Return, word for word, only the lines of the data below that lie between the line with "fn record(&mut self, status: StepStatus)" and the line with "StepStatus::Failed => self.failed", those two lines included.
── Input data ──
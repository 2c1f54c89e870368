use std::{fs, time::Duration};

use anyhow::Context;
use client_core::{
    backoff::{DEFAULT_INITIAL_BACKOFF, DEFAULT_MAX_BACKOFF},
    config::DEFAULT_ENDPOINT,
    BackoffPolicy, ClientConfig,
};
use serde::Deserialize;
use tracing::warn;

const SETTINGS_FILE: &str = "stepwatch.toml";

fn millis(duration: Duration) -> u64 {
    u64::try_from(duration.as_millis()).unwrap_or(u64::MAX)
}

#[derive(Debug, Clone, PartialEq, Eq)]
pub struct Settings {
    pub endpoint: String,
    pub initial_backoff_ms: u64,
    pub max_backoff_ms: u64,
}

impl Default for Settings {
    fn default() -> Self {
        Self {
            endpoint: DEFAULT_ENDPOINT.into(),
            initial_backoff_ms: millis(DEFAULT_INITIAL_BACKOFF),
            max_backoff_ms: millis(DEFAULT_MAX_BACKOFF),
        }
    }
}

#[derive(Debug, Default, Deserialize)]
struct FileSettings {
    endpoint: Option<String>,
    initial_backoff_ms: Option<u64>,
    max_backoff_ms: Option<u64>,
}

impl Settings {
    pub fn client_config(&self) -> anyhow::Result<ClientConfig> {
        let backoff = BackoffPolicy {
            initial: Duration::from_millis(self.initial_backoff_ms),
            max: Duration::from_millis(self.max_backoff_ms.max(self.initial_backoff_ms)),
            ..BackoffPolicy::default()
        };
        let config = ClientConfig::from_url(&self.endpoint)
            .with_context(|| format!("invalid endpoint: {}", self.endpoint))?;
        Ok(config.with_backoff(backoff))
    }

    fn apply_file(&mut self, raw: &str) {
        let file_cfg = match toml::from_str::<FileSettings>(raw) {
            Ok(file_cfg) => file_cfg,
            Err(err) => {
                warn!("config: ignoring {SETTINGS_FILE}: {err}");
                return;
            }
        };
        if let Some(v) = file_cfg.endpoint {
            self.endpoint = v;
        }
        if let Some(v) = file_cfg.initial_backoff_ms {
            self.initial_backoff_ms = v;
        }
        if let Some(v) = file_cfg.max_backoff_ms {
            self.max_backoff_ms = v;
        }
    }

    fn apply_env(&mut self, var: impl Fn(&str) -> Option<String>) {
        if let Some(v) = var("STEPWATCH_ENDPOINT") {
            self.endpoint = v;
        }
        if let Some(v) = var("APP__ENDPOINT") {
            self.endpoint = v;
        }

        if let Some(v) = var("APP__INITIAL_BACKOFF_MS") {
            match v.parse::<u64>() {
                Ok(parsed) => self.initial_backoff_ms = parsed,
                Err(_) => warn!(value = %v, "config: APP__INITIAL_BACKOFF_MS is not a number"),
            }
        }
        if let Some(v) = var("APP__MAX_BACKOFF_MS") {
            match v.parse::<u64>() {
                Ok(parsed) => self.max_backoff_ms = parsed,
                Err(_) => warn!(value = %v, "config: APP__MAX_BACKOFF_MS is not a number"),
            }
        }
    }
}

pub fn load_settings() -> Settings {
    let mut settings = Settings::default();

    if let Ok(raw) = fs::read_to_string(SETTINGS_FILE) {
        settings.apply_file(&raw);
    }
    settings.apply_env(|key| std::env::var(key).ok());

    settings
}
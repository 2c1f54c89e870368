use thiserror::Error;

#[derive(Debug, Error)]
pub enum ProtocolError {
    #[error("frame is not valid UTF-8")]
    NotUtf8,
    #[error("malformed message: {0}")]
    Malformed(#[from] serde_json::Error),
}

impl ProtocolError {
    pub fn preview(raw: &str) -> String {
        const LIMIT: usize = 120;
        match raw.char_indices().nth(LIMIT) {
            Some((idx, _)) => format!("{}…", &raw[..idx]),
            None => raw.to_string(),
        }
    }
}
use std::collections::BTreeMap;

use shared::domain::{Step, StepStatus};

use crate::collection::StepCollection;

#[derive(Debug, Clone, PartialEq, Eq)]
pub struct PhaseGroup {
    pub major_version: u32,
    pub phase: String,
    pub steps: Vec<Step>,
}

impl PhaseGroup {
    pub fn status_counts(&self) -> StatusCounts {
        let mut counts = StatusCounts::default();
        for step in &self.steps {
            counts.record(step.status);
        }
        counts
    }
}

#[derive(Debug, Clone, Copy, Default, PartialEq, Eq)]
pub struct StatusCounts {
    pub pending: usize,
    pub in_progress: usize,
    pub completed: usize,
    pub failed: usize,
    pub skipped: usize,
    terminal: usize,
}

impl StatusCounts {
    fn record(&mut self, status: StepStatus) {
        if status.is_terminal() {
            self.terminal += 1;
        }
        match status {
            StepStatus::Pending => self.pending += 1,
            StepStatus::InProgress => self.in_progress += 1,
            StepStatus::Completed => self.completed += 1,
            StepStatus::Failed => self.failed += 1,
            StepStatus::Skipped => self.skipped += 1,
        }
    }

    pub fn total(&self) -> usize {
        self.pending + self.in_progress + self.completed + self.failed + self.skipped
    }

    pub fn finished(&self) -> usize {
        self.terminal
    }
}

#[derive(Debug, Clone, PartialEq, Eq)]
pub enum StepView {
    Empty,
    Phases {
        groups: Vec<PhaseGroup>,
        active: Option<String>,
    },
}

impl StepView {
    pub fn groups(&self) -> &[PhaseGroup] {
        match self {
            StepView::Empty => &[],
            StepView::Phases { groups, .. } => groups,
        }
    }

    pub fn active(&self) -> Option<&str> {
        match self {
            StepView::Empty => None,
            StepView::Phases { active, .. } => active.as_deref(),
        }
    }

    pub fn is_active(&self, task_id: &str) -> bool {
        self.active() == Some(task_id)
    }

    pub fn is_empty(&self) -> bool {
        matches!(self, StepView::Empty)
    }

    pub fn step_count(&self) -> usize {
        self.groups().iter().map(|group| group.steps.len()).sum()
    }
}

pub fn project(collection: &StepCollection) -> StepView {
    if collection.is_empty() {
        return StepView::Empty;
    }

    let mut ordered: Vec<&Step> = collection.iter().collect();
    ordered.sort_by(|a, b| a.sort_key().cmp(&b.sort_key()));

    let active = ordered
        .iter()
        .find(|step| step.is_in_progress())
        .map(|step| step.task_id.clone());

    let mut by_major: BTreeMap<u32, Vec<Step>> = BTreeMap::new();
    for step in ordered {
        by_major
            .entry(step.major_version)
            .or_default()
            .push(step.clone());
    }

    let groups = by_major
        .into_iter()
        .map(|(major_version, steps)| PhaseGroup {
            major_version,
            phase: steps
                .first()
                .map(|step| step.phase.clone())
                .unwrap_or_default(),
            steps,
        })
        .collect();

    StepView::Phases { groups, active }
}
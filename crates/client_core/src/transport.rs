use async_trait::async_trait;
use futures::{future, stream::BoxStream, StreamExt};
use tokio_tungstenite::{connect_async, tungstenite::Message};
use url::Url;

use crate::error::TransportError;

#[derive(Debug, Clone, PartialEq, Eq)]
pub enum Frame {
    Text(String),
    Binary(Vec<u8>),
    Close(Option<String>),
}

pub type FrameStream = BoxStream<'static, Result<Frame, TransportError>>;

/// End of stream, a `Close` frame or an `Err` item means the connection is lost.
#[async_trait]
pub trait Connector: Send + Sync {
    async fn connect(&self, endpoint: &Url) -> Result<FrameStream, TransportError>;
}

#[derive(Debug, Clone, Copy, Default)]
pub struct WebSocketConnector;

#[async_trait]
impl Connector for WebSocketConnector {
    async fn connect(&self, endpoint: &Url) -> Result<FrameStream, TransportError> {
        match endpoint.scheme() {
            "ws" | "wss" => {}
            other => return Err(TransportError::UnsupportedScheme(other.to_string())),
        }

        let (ws_stream, _) =
            connect_async(endpoint.as_str())
                .await
                .map_err(|err| TransportError::Connect {
                    endpoint: endpoint.to_string(),
                    reason: err.to_string(),
                })?;
        // Receive-only: the write half is dropped, control frames are still
        // answered by the reader.
        let (_, ws_reader) = ws_stream.split();

        let frames = ws_reader.filter_map(|message| {
            future::ready(match message {
                Ok(Message::Text(text)) => Some(Ok(Frame::Text(text))),
                Ok(Message::Binary(bytes)) => Some(Ok(Frame::Binary(bytes))),
                Ok(Message::Close(close)) => {
                    Some(Ok(Frame::Close(close.map(|frame| frame.reason.into_owned()))))
                }
                Ok(Message::Ping(_) | Message::Pong(_) | Message::Frame(_)) => None,
                Err(err) => Some(Err(TransportError::Receive(err.to_string()))),
            })
        });

        Ok(frames.boxed())
    }
}
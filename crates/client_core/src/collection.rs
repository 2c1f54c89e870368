use std::collections::{hash_map, HashMap};

use shared::domain::Step;

#[derive(Debug, Clone, Default, PartialEq, Eq)]
pub struct StepCollection {
    steps: HashMap<String, Step>,
}

impl StepCollection {
    pub fn new() -> Self {
        Self::default()
    }

    pub fn from_steps(steps: impl IntoIterator<Item = Step>) -> Self {
        let mut collection = Self::new();
        for step in steps {
            collection.insert(step);
        }
        collection
    }

    pub fn get(&self, task_id: &str) -> Option<&Step> {
        self.steps.get(task_id)
    }

    pub fn contains(&self, task_id: &str) -> bool {
        self.steps.contains_key(task_id)
    }

    pub fn len(&self) -> usize {
        self.steps.len()
    }

    pub fn is_empty(&self) -> bool {
        self.steps.is_empty()
    }

    pub fn iter(&self) -> hash_map::Values<'_, String, Step> {
        self.steps.values()
    }

    pub fn insert(&mut self, step: Step) -> Option<Step> {
        self.steps.insert(step.task_id.clone(), step)
    }

    pub fn remove(&mut self, task_id: &str) -> Option<Step> {
        self.steps.remove(task_id)
    }
}

impl FromIterator<Step> for StepCollection {
    fn from_iter<I: IntoIterator<Item = Step>>(iter: I) -> Self {
        Self::from_steps(iter)
    }
}

impl<'a> IntoIterator for &'a StepCollection {
    type Item = &'a Step;
    type IntoIter = hash_map::Values<'a, String, Step>;

    fn into_iter(self) -> Self::IntoIter {
        self.iter()
    }
}
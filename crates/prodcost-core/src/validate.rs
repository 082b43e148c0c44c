//! Field checks shared by the `New*` input types.
//!
//! The limits mirror the column definitions of the ledger: names are short
//! labels, and every decimal fits ten significant digits with a fixed number
//! of fractional places.

use rust_decimal::Decimal;

use crate::{Error, Result};

/// Maximum length, in characters, of unit, nomenclature and counterparty names.
pub const NAME_MAX_CHARS: usize = 50;

/// Maximum length, in characters, of a production run description.
pub const DESCRIPTION_MAX_CHARS: usize = 200;

/// Total significant digits allowed in any stored decimal.
pub const MAX_DIGITS: u32 = 10;

/// Fractional digits for quantities and prices.
pub const AMOUNT_PLACES: u32 = 3;

/// Fractional digits for conversion rates.
pub const RATE_PLACES: u32 = 4;

/// A non-blank label of at most `max` characters.
pub fn label(field: &'static str, value: &str, max: usize) -> Result<()> {
  if value.trim().is_empty() {
    return Err(Error::Validation {
      field,
      reason: "must not be blank".into(),
    });
  }
  let len = value.chars().count();
  if len > max {
    return Err(Error::Validation {
      field,
      reason: format!("{len} characters exceeds the limit of {max}"),
    });
  }
  Ok(())
}

/// A decimal with at most `places` fractional digits and [`MAX_DIGITS`] in
/// total.
pub fn fits(field: &'static str, value: Decimal, places: u32) -> Result<()> {
  let normalized = value.normalize();
  if normalized.scale() > places {
    return Err(Error::Validation {
      field,
      reason: format!("{value} has more than {places} decimal places"),
    });
  }
  let limit = Decimal::from(10_i64.pow(MAX_DIGITS - places));
  if normalized.abs() >= limit {
    return Err(Error::Validation {
      field,
      reason: format!("{value} exceeds {MAX_DIGITS} significant digits"),
    });
  }
  Ok(())
}

/// A strictly positive amount.
pub fn positive(field: &'static str, value: Decimal, places: u32) -> Result<()> {
  fits(field, value, places)?;
  if value <= Decimal::ZERO {
    return Err(Error::Validation {
      field,
      reason: format!("{value} must be greater than zero"),
    });
  }
  Ok(())
}

/// An amount that is zero or more.
pub fn non_negative(
  field: &'static str,
  value: Decimal,
  places: u32,
) -> Result<()> {
  fits(field, value, places)?;
  if value < Decimal::ZERO {
    return Err(Error::Validation {
      field,
      reason: format!("{value} must not be negative"),
    });
  }
  Ok(())
}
───
## [Exercise solution]
    fn record(&mut self, status: StepStatus) {
        if status.is_terminal() {
            self.terminal += 1;
        }
        match status {
            StepStatus::Pending => self.pending += 1,
            StepStatus::InProgress => self.in_progress += 1,
            StepStatus::Completed => self.completed += 1,
            StepStatus::Failed => self.failed += 1,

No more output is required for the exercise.